SIGGRAPH 2025 RAG Search Application

A full-stack Retrieval-Augmented Generation (RAG) application for searching and querying SIGGRAPH 2025 research papers. This project combines a Next.js frontend with a FastAPI backend to provide an intelligent search interface powered by AI.

🎯 Project Overview

Build a production-ready RAG application that allows users to:

Search through 11,000+ SIGGRAPH 2025 paper chunks
Get AI-generated answers with inline citations
View source papers with links to PDFs, GitHub repos, and videos
Experience real-time streaming responses

🏗️ Architecture

This is a full-stack application with separate frontend and backend:

Frontend: Next.js app running on http://localhost:3000
- Modern React UI with Tailwind CSS
- Real-time streaming via Server-Sent Events (SSE)
- Responsive design with progress indicators
Backend: FastAPI server running on http://localhost:8082
- RESTful API with SSE streaming support
- Hybrid search (semantic + keyword)
- AI-powered answer generation with citations

The frontend communicates with the backend via HTTP API calls.

Dataset

Chunked dataset in json form: https://drive.google.com/drive/folders/1-NaRLrjlMMW56ATTwXB5FYV84EjTOALT

Prerequisites

Python 3.8+
Node.js 18+ and npm
Git
GitHub account

🚀 Getting Started

Step 0: Fork This Repository

IMPORTANT: You must fork this repository to your own GitHub account to work on the assignment.

Click the "Fork" button at the top right of this repository
Select your GitHub account as the destination

Clone your forked repository:

git clone https://github.com/YOUR_USERNAME/siggraph-rag.git
cd siggraph-rag

You will be working in your fork, not the original repository. This allows you to:

✅ Push your code changes
✅ Track your progress with commits
✅ Deploy your own version
✅ Submit your work via your repository link

1. Setup Instructions

Follow these steps to set up your local environment.

a. Navigate to the Backend Directory

cd backend

b. Create and Activate a Virtual Environment (Recommended)

# Create a virtual environment
python3 -m venv venv

# Activate it
# On macOS/Linux:
source venv/bin/activate

# On Windows:
.\venv\Scripts\activate

c.
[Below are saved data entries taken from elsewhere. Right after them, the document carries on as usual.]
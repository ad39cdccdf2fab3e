use async_trait::async_trait;
use reqwest::{Client, StatusCode};
use tracing::{debug, instrument};

use super::{
    TrackError,
    types::{
        API_VERSION, NETWORK_ERROR_LABEL, STATUS_ENDPOINT, StatusGetResponse, TOKEN_ERROR_LABEL,
        TRACK_PREFIX,
    },
};

/// Produces the status-bar label for a given token.
///
/// The seam exists so the poll loop can be driven by a scripted source in
/// tests.
#[async_trait]
pub trait TrackSource: Send + Sync + 'static {
    /// Fetch the label for one tick.
    ///
    /// # Errors
    /// Returns error when the fetch fails before a label can be derived;
    /// the loop renders [`super::REQUEST_ERROR_LABEL`] in that case.
    async fn fetch_label(&self, token: &str) -> Result<String, TrackError>;
}

/// Fetches the current VK status over HTTP.
///
/// Owns a pooled [`Client`]; one GET per tick, no retries. Failure
/// translation for well-formed-but-unsuccessful replies happens here, in
/// [`interpret`]; transport errors propagate to the caller.
#[derive(Debug, Clone, Default)]
pub struct StatusFetcher {
    client: Client,
}

impl StatusFetcher {
    /// Create a fetcher with a fresh connection pool.
    pub fn new() -> Self {
        Self {
            client: Client::new(),
        }
    }
}

#[async_trait]
impl TrackSource for StatusFetcher {
    #[instrument(skip_all)]
    async fn fetch_label(&self, token: &str) -> Result<String, TrackError> {
        let response = self
            .client
            .get(STATUS_ENDPOINT)
            .query(&[("access_token", token), ("v", API_VERSION)])
            .send()
            .await?;

        let status = response.status();
        debug!("status.get answered {status}");

        if !status.is_success() {
            return Ok(NETWORK_ERROR_LABEL.to_string());
        }

        let body = response.text().await?;
        interpret(status, &body)
    }
}

/// Map a raw `(status, body)` pair onto the label shown in the status bar.
///
/// - non-2xx: [`NETWORK_ERROR_LABEL`], body ignored
/// - 2xx with `response.text`: `"♫ "` + text
/// - 2xx without a `response` field: [`TOKEN_ERROR_LABEL`]
/// - unparseable body: decode error, rendered by the loop as
///   [`super::REQUEST_ERROR_LABEL`]
///
/// # Errors
/// Returns error if a 2xx body is not valid JSON.
pub fn interpret(status: StatusCode, body: &str) -> Result<String, TrackError> {
    if !status.is_success() {
        return Ok(NETWORK_ERROR_LABEL.to_string());
    }

    let decoded: StatusGetResponse = serde_json::from_str(body)?;

    match decoded.response {
        Some(inner) => Ok(format!("{TRACK_PREFIX}{}", inner.text)),
        None => Ok(TOKEN_ERROR_LABEL.to_string()),
    }
}

#[cfg(test)]
#[allow(clippy::unwrap_used)]
mod tests {
    use super::*;

    #[test]
    fn non_success_status_is_a_network_error() {
        let label = interpret(StatusCode::INTERNAL_SERVER_ERROR, "").unwrap();
        assert_eq!(label, "Network Error");
    }

    #[test]
    fn unauthorized_status_is_a_network_error_too() {
        let label = interpret(StatusCode::UNAUTHORIZED, "{}").unwrap();
        assert_eq!(label, "Network Error");
    }

    #[test]
    fn success_with_text_renders_the_track() {
        let body = r#"{"response":{"text":"Song A"}}"#;
        let label = interpret(StatusCode::OK, body).unwrap();
        assert_eq!(label, "♫ Song A");
    }

    #[test]
    fn missing_response_field_means_bad_token() {
        let label = interpret(StatusCode::OK, "{}").unwrap();
        assert_eq!(label, "Token Error");
    }

    #[test]
    fn error_shaped_reply_means_bad_token() {
        let body = r#"{"error":{"error_code":5,"error_msg":"User authorization failed"}}"#;
        let label = interpret(StatusCode::OK, body).unwrap();
        assert_eq!(label, "Token Error");
    }

    #[test]
    fn response_without_text_renders_an_empty_track() {
        let body = r#"{"response":{}}"#;
        let label = interpret(StatusCode::OK, body).unwrap();
        assert_eq!(label, "♫ ");
    }

    #[test]
    fn unparseable_body_is_a_decode_error() {
        let result = interpret(StatusCode::OK, "<html>gateway</html>");
        assert!(matches!(result, Err(TrackError::Decode(_))));
    }
}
Install Dependencies

Install the required Python packages using the requirements.txt file.

pip install -r requirements.txt

d. Set Up Environment Variables

You will need to provide API keys for the services used by the RAG pipeline. All models (embeddings and LLMs) are accessed via OpenRouter API for simplicity and cost-effectiveness.

Create a .env file in the backend directory:

cp .env.example .env

Now, edit the .env file and add your API keys:

# Required: OpenRouter API (for all models)
OPENROUTER_API_KEY="sk-or-v1-..."

# Required: Qdrant Cloud
QDRANT_URL="https://your-cluster.qdrant.io"
QDRANT_API_KEY="your-qdrant-api-key"

# Model Configuration
EMBEDDING_MODEL="baai/bge-large-en-v1.5"
LLM_MODEL="gpt-4-turbo-preview"

# Reranker Configuration (choose one)
RERANKER_TYPE="cohere"  
COHERE_API_KEY="your-cohere-key"

Get Your API Keys:

Required: OpenRouter: https://openrouter.ai/keys
Required: Qdrant Cloud: https://cloud.qdrant.io
Optional: Cohere (only if using Cohere reranker): https://dashboard.cohere.com/api-keys

Reranker Options:

cross-encoder (default): Local model, no API key needed, ~400MB download on first use
cohere: Cloud API, requires API key, faster for large batches
none: Disable reranking

2. Running the Backend Server

Once the setup is complete, you can run the FastAPI server.

python api_server.py

The server will start on http://localhost:8082.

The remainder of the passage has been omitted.